A mudança do locus de
sociabilidade e interatividade com o meio ambiente nos remetem à formação das
novas texturas sociais (onde temos as cidades lotadas de pessoas e vazias de
subjetividade como afirma Wenders) onde está sendo encenado [3]
(e, posteriormente reencenado) o
contexto social das cidades urbanas, a exemplo de Porto Alegre, universo da
nossa pesquisa, onde observamos que as
feições do medo e das crises e as sociabilidades urbanas estão mostrando que o
“viver na cidade infere sobre formas culturais dinamizadas igualmente por
sentimentos de medo, insegurança, solidão, mapeando a cidade como um grande
depositário de vítimas de um contexto urbano ameaçado pelas crises, violência,
fragmentações, esquecimentos, etc.” [4].
Dentre os inúmeros tipos e
contornos do medo pós-moderno, estão os medos vivenciado pelas pessoas, em
função da simples condição de atores sociais do novo locus urbano
contemporâneo, as metrópoles ou cidades urbanas de grande porte. Dentre eles, “O Medo do Medo” [5]

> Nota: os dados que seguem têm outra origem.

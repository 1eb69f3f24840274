mod burning;
mod goal;
mod movement;

use tracing::debug;

use crate::attribute::AttributeCatalog;
use crate::entity::EntityRef;
use crate::geometry::Direction;
use crate::grid::GridState;
use crate::EngineError;

pub use movement::{ChainOutcome, ChainResolver};

#[derive(Debug, Clone, Copy, PartialEq, Eq, Hash)]
pub enum TurnSystemId {
    Movement,
    WinCheck,
    Burning,
}

impl TurnSystemId {
    pub fn name(self) -> &'static str {
        match self {
            Self::Movement => "Movement",
            Self::WinCheck => "WinCheck",
            Self::Burning => "Burning",
        }
    }
}

pub type TurnSystemFn = fn(&mut TurnSystemContext<'_>) -> Result<(), EngineError>;

/// A registered system: reads `frozen`, writes `next`.
#[derive(Debug, Clone, Copy)]
pub struct TurnSystem {
    pub id: TurnSystemId,
    pub run: TurnSystemFn,
}

pub const TURN_SYSTEM_ORDER: [TurnSystem; 3] = [
    TurnSystem {
        id: TurnSystemId::Movement,
        run: movement::run_movement_system,
    },
    TurnSystem {
        id: TurnSystemId::WinCheck,
        run: goal::run_win_check_system,
    },
    TurnSystem {
        id: TurnSystemId::Burning,
        run: burning::run_burning_system,
    },
];

/// What happened during one turn, in the order systems observed it.
#[derive(Debug, Clone, Default, PartialEq, Eq)]
pub struct TurnOutcome {
    pub player_moved: bool,
    pub player_blocked: bool,
    pub level_complete: bool,
    pub destroyed: Vec<EntityRef>,
    pub bounced: Vec<EntityRef>,
    pub ignited: Vec<EntityRef>,
    pub burned_out: Vec<EntityRef>,
}

pub struct TurnSystemContext<'a> {
    pub player_direction: Option<Direction>,
    pub catalog: &'a AttributeCatalog,
    /// Copy of `next` taken right before this system started.
    pub frozen: &'a GridState,
    pub next: &'a mut GridState,
    pub outcome: &'a mut TurnOutcome,
}

#[derive(Debug, Clone)]
pub struct TurnSystemsHost {
    systems: Vec<TurnSystem>,
    last_turn_order: Vec<TurnSystemId>,
}

impl Default for TurnSystemsHost {
    fn default() -> Self {
        Self::with_systems(TURN_SYSTEM_ORDER.to_vec())
    }
}

impl TurnSystemsHost {
    pub fn with_systems(systems: Vec<TurnSystem>) -> Self {
        Self {
            systems,
            last_turn_order: Vec::new(),
        }
    }

    /// Runs every system once, in registration order, against `next`.
    pub fn run_turn(
        &mut self,
        player_direction: Option<Direction>,
        catalog: &AttributeCatalog,
        next: &mut GridState,
    ) -> Result<TurnOutcome, EngineError> {
        self.last_turn_order.clear();
        let mut outcome = TurnOutcome::default();
        for system in &self.systems {
            self.last_turn_order.push(system.id);
            let frozen = next.clone();
            let mut context = TurnSystemContext {
                player_direction,
                catalog,
                frozen: &frozen,
                next: &mut *next,
                outcome: &mut outcome,
            };
            (system.run)(&mut context)?;
            debug!(system = system.id.name(), "turn_system_finished");
        }
        Ok(outcome)
    }

    pub fn last_turn_order(&self) -> &[TurnSystemId] {
        &self.last_turn_order
    }

    pub fn order_text(&self) -> String {
        self.systems
            .iter()
            .map(|system| system.id.name())
            .collect::<Vec<_>>()
            .join(">")
    }
}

(Rossi, 1995) que está relacionado com estados de ansiedade, fobias e pânico, podendo ser de origem associativa a
lugares e situações que produzem medo ou aprendido através de experiências
pessoais; Ou ainda, medo de não poder mais tocar a terra, medo de não poder
mais sentir a pedra, ou ainda medo de
não dispor de uma quantidade suficiente de água potável para saciar a sua sede,
ou mesmo, o medo, mais tragicamente pensado,
de não dispor de oxigênio em quantidade e qualidade suficiente par a
perpetuação da espécie humana, dado o avanço da degradação do ar e do meio
ambiente que atemoriza as grandes cidades urbanas. São medos colocados dentro de um campo da pós-modernidade que conhecemos como
tecnociência [6]
que já foi aqui referido anteriormente.
Campo de intervenção
cientifica capaz de, por vezes, contabilizar, esclarecer ou diminuir estes
medos, apresentando sugestões e alternativas práticas para os problemas,
duvidas e incertezas deste novo mundo (mundo pós-moderno), a tecnociência pode
trabalhar para um efeito contrário a este. Ou seja, a mesma tecnociência é
capaz de fomentar estes mesmo medos, através da divulgação de estudos
incipientes ou inacabados, ou ainda mal intencionados que acabam por
reproduzir, aumentar e propagar os medos, apreensões e ansiedades coletivos
contemporâneos. Basicamente, poderíamos afirmar que estes aspectos do
reordenamento do capital científico são produzidos, entre outros motivos, pelo
fato de que “a tecnociência não visa mais a conhecer o real, espelhando-o em
números e leis, mas atende antes a acelerar informações para a indústria e os
serviços produzirem novas realidades a um ritmo mais rápido e a um custo mais
baixo.” [7]
Sobre um outro aspecto,
neste artigo de Wenders encontramos uma outra discussão que é central para o
estudo e análise da nossa
contemporaneidade. Refiro-me a tendência pós-moderna de privilegiar o imagético em detrimento do físico ou real.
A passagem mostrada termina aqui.